• **Extracted material**:
====
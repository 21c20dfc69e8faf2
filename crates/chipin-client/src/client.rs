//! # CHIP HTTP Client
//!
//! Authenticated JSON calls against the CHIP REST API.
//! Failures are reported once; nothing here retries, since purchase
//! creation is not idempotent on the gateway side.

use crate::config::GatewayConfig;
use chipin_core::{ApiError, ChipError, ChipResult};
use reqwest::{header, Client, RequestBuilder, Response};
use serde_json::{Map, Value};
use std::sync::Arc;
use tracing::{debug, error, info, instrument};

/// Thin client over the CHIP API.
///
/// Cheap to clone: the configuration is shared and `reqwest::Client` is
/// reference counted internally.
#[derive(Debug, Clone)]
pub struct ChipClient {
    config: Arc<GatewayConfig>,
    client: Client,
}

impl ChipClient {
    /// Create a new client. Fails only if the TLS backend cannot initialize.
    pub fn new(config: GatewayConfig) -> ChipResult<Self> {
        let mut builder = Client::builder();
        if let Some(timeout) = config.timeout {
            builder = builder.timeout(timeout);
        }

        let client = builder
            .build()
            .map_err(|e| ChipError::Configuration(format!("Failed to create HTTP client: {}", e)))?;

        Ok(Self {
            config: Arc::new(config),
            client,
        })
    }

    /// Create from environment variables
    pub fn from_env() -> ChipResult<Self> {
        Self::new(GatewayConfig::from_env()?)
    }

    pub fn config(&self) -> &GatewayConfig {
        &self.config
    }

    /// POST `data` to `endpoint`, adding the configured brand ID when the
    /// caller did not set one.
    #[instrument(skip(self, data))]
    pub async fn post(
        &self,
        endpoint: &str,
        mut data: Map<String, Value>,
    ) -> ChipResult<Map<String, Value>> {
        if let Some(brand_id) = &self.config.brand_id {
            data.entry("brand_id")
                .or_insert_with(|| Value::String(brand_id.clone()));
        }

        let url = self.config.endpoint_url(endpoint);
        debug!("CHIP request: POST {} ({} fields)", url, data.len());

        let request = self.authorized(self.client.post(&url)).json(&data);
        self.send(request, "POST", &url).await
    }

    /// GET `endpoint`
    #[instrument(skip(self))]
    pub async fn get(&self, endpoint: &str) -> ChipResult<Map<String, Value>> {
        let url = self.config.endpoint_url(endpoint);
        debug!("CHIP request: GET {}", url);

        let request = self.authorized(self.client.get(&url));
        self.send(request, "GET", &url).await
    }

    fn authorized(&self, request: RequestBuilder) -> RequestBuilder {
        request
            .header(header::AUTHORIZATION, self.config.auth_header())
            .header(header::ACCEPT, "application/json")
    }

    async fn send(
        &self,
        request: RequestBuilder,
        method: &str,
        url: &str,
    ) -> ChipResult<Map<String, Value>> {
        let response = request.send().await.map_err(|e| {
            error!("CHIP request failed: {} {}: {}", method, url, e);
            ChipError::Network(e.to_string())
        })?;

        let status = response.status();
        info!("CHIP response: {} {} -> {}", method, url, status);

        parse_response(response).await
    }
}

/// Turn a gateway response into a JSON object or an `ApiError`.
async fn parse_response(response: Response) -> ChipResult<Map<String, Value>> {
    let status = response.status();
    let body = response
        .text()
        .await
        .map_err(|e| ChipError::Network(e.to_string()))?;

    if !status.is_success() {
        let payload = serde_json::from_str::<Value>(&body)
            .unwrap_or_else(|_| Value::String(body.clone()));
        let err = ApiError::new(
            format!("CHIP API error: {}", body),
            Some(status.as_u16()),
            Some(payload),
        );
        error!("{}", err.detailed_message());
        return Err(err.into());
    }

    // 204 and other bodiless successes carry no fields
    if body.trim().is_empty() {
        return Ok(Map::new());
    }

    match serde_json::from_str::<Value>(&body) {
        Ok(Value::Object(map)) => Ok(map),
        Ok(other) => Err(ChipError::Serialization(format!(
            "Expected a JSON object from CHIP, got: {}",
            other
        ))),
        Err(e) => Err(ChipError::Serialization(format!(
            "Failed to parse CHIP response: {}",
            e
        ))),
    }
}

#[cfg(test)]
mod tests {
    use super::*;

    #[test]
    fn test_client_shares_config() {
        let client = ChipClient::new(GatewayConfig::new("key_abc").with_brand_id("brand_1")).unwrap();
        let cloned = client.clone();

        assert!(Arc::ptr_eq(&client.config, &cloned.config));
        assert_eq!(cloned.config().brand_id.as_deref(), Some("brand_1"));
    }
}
====
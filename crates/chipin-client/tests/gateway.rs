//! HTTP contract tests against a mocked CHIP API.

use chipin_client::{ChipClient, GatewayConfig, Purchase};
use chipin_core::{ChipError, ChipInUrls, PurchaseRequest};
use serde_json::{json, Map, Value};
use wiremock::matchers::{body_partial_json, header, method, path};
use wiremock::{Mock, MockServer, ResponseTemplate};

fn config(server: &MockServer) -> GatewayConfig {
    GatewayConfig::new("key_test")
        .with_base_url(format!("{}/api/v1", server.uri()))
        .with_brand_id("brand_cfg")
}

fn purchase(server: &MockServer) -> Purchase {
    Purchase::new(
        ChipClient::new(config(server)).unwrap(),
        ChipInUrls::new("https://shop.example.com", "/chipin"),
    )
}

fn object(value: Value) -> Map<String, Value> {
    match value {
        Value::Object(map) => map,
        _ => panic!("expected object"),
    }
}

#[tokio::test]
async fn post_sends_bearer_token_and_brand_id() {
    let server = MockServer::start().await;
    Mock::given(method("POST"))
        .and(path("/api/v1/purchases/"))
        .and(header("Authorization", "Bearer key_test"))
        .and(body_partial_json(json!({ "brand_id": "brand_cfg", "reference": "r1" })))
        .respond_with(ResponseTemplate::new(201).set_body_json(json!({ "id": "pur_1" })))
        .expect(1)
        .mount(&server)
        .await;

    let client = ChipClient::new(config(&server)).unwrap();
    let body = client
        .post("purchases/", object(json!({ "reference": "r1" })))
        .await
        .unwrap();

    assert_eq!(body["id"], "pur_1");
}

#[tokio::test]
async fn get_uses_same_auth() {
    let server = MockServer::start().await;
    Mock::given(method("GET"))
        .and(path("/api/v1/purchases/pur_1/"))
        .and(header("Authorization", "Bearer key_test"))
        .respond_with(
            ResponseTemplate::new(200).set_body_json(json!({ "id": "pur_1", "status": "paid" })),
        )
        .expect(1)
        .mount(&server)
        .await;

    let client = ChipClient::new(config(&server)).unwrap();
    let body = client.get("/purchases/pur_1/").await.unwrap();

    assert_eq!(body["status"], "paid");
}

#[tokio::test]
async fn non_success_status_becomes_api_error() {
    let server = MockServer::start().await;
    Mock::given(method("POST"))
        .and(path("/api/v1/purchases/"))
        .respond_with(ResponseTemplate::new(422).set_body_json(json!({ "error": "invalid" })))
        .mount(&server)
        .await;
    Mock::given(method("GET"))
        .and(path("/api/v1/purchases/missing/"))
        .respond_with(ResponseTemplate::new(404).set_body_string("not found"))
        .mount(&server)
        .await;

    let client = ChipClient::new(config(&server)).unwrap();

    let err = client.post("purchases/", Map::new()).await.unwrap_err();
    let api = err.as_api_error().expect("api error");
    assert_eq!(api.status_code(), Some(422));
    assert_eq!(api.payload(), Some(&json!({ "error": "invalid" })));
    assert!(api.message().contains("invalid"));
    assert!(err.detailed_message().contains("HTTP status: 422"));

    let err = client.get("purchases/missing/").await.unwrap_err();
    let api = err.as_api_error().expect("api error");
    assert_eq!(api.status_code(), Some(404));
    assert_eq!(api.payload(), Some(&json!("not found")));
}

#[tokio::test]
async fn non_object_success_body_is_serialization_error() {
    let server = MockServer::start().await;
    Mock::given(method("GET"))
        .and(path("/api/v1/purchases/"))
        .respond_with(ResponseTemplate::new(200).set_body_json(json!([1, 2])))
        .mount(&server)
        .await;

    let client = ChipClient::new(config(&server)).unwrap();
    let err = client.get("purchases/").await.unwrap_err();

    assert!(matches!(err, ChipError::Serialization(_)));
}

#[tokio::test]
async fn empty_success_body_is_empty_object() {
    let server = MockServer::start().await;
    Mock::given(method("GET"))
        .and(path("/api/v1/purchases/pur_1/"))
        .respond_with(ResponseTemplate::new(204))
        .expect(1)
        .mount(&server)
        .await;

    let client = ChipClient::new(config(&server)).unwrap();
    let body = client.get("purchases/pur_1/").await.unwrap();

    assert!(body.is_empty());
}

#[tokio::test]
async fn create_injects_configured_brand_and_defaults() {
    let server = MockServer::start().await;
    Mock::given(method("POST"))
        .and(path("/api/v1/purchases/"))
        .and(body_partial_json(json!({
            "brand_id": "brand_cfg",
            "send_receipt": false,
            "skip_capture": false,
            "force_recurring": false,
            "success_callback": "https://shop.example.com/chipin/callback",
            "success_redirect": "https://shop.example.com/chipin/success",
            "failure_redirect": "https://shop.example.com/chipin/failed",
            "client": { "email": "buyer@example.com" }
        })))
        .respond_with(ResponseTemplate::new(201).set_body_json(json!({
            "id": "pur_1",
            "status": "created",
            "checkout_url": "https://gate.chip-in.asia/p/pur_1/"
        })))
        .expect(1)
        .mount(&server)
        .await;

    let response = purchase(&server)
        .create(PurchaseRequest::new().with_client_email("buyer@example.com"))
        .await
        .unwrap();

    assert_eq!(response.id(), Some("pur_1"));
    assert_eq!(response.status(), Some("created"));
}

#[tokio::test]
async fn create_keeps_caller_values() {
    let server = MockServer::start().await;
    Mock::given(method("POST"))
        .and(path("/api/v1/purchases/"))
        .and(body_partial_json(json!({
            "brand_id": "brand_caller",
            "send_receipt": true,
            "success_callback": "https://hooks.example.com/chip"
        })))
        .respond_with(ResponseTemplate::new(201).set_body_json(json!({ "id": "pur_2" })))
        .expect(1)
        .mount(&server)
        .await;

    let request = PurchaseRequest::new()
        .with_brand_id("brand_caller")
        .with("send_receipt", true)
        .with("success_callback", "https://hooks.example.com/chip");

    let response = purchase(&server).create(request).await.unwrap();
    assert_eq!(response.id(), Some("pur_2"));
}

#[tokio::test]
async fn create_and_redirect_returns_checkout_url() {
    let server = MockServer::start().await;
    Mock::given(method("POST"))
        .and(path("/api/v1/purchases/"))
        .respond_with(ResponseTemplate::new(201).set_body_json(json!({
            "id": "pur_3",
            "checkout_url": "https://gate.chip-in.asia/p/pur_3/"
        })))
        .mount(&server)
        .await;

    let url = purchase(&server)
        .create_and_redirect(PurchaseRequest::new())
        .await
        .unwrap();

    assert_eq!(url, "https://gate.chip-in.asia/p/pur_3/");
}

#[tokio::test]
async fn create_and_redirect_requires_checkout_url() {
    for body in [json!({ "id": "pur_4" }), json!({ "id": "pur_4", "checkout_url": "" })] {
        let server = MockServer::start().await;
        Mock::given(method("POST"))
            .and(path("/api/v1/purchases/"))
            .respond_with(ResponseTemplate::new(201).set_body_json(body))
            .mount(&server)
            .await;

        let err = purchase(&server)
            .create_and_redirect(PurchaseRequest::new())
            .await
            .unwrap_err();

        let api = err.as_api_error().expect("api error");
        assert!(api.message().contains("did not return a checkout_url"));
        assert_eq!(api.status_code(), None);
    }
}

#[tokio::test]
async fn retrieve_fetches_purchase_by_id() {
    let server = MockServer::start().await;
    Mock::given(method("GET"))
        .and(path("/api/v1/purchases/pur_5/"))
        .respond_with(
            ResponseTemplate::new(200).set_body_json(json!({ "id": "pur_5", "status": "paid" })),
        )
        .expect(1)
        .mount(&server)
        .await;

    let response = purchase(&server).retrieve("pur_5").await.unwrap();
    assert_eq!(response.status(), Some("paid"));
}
====
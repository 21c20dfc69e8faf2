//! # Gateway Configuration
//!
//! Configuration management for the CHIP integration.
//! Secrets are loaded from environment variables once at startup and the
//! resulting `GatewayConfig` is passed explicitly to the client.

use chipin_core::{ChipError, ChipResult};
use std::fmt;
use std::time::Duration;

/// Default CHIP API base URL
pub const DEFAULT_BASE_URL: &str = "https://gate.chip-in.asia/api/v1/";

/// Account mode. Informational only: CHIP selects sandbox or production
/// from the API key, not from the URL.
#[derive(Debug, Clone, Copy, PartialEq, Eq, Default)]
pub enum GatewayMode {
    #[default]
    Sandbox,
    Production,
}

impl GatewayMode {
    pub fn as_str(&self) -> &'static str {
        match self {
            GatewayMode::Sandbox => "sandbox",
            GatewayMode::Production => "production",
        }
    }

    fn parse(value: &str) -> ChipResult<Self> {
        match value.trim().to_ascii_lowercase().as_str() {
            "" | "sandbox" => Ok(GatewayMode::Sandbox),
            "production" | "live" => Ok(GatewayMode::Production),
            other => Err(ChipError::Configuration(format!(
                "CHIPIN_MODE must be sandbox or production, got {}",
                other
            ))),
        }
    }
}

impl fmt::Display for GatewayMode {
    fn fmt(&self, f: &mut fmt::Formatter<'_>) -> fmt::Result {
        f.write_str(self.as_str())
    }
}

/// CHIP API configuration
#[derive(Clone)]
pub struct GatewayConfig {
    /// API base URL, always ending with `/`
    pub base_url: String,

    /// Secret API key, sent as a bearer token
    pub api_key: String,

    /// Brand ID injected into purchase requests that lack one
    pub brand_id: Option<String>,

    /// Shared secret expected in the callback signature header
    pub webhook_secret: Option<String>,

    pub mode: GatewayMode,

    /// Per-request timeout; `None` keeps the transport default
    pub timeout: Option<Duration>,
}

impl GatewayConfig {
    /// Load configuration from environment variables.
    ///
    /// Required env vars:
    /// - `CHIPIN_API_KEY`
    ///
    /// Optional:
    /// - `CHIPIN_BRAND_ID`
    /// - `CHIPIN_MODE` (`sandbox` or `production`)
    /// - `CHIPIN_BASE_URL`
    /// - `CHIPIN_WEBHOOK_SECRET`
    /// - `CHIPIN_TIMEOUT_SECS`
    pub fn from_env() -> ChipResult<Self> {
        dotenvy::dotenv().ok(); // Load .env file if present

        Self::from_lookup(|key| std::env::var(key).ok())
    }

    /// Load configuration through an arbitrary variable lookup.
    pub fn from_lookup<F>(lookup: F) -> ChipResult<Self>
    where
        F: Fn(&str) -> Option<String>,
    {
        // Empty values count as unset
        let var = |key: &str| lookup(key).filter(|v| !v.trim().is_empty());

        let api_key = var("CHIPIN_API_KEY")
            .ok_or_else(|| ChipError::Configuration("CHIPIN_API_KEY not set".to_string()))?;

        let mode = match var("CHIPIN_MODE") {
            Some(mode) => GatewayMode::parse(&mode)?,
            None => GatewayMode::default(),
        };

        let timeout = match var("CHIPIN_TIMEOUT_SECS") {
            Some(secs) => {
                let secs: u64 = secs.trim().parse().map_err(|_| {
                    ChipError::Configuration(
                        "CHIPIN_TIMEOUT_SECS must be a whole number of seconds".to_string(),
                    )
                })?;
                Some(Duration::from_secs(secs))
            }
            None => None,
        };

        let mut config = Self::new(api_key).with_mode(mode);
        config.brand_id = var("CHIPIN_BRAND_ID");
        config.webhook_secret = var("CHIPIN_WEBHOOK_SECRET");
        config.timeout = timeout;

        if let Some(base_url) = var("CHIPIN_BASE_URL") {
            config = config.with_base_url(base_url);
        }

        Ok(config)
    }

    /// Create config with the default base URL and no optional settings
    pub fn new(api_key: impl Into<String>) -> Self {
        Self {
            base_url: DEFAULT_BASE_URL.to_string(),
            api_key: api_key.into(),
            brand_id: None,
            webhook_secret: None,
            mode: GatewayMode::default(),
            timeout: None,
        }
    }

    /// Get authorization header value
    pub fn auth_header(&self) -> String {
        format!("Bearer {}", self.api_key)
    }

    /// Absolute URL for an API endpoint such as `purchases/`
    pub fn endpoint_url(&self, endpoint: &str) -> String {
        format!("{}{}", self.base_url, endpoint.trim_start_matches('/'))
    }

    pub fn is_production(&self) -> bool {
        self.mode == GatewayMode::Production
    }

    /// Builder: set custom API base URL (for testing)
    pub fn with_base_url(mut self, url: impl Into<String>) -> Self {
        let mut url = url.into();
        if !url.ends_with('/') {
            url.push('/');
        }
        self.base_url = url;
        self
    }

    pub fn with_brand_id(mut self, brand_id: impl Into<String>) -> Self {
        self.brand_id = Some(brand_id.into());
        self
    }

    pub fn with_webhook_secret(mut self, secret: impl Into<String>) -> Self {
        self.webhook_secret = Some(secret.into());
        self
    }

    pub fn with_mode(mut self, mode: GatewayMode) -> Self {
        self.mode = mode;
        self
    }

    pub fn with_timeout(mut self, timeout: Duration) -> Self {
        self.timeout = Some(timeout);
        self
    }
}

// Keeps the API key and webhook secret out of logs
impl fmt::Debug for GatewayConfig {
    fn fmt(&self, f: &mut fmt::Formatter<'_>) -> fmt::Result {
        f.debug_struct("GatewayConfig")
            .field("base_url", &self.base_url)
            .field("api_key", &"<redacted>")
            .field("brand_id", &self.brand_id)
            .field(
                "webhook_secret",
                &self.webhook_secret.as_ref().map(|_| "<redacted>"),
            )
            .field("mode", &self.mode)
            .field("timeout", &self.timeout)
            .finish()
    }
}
====
• **Try it**: In the material, find each line with the word "Network" and list it.

• **Answer space**:
            ChipError::Network(e.to_string())
        .map_err(|e| ChipError::Network(e.to_string()))?;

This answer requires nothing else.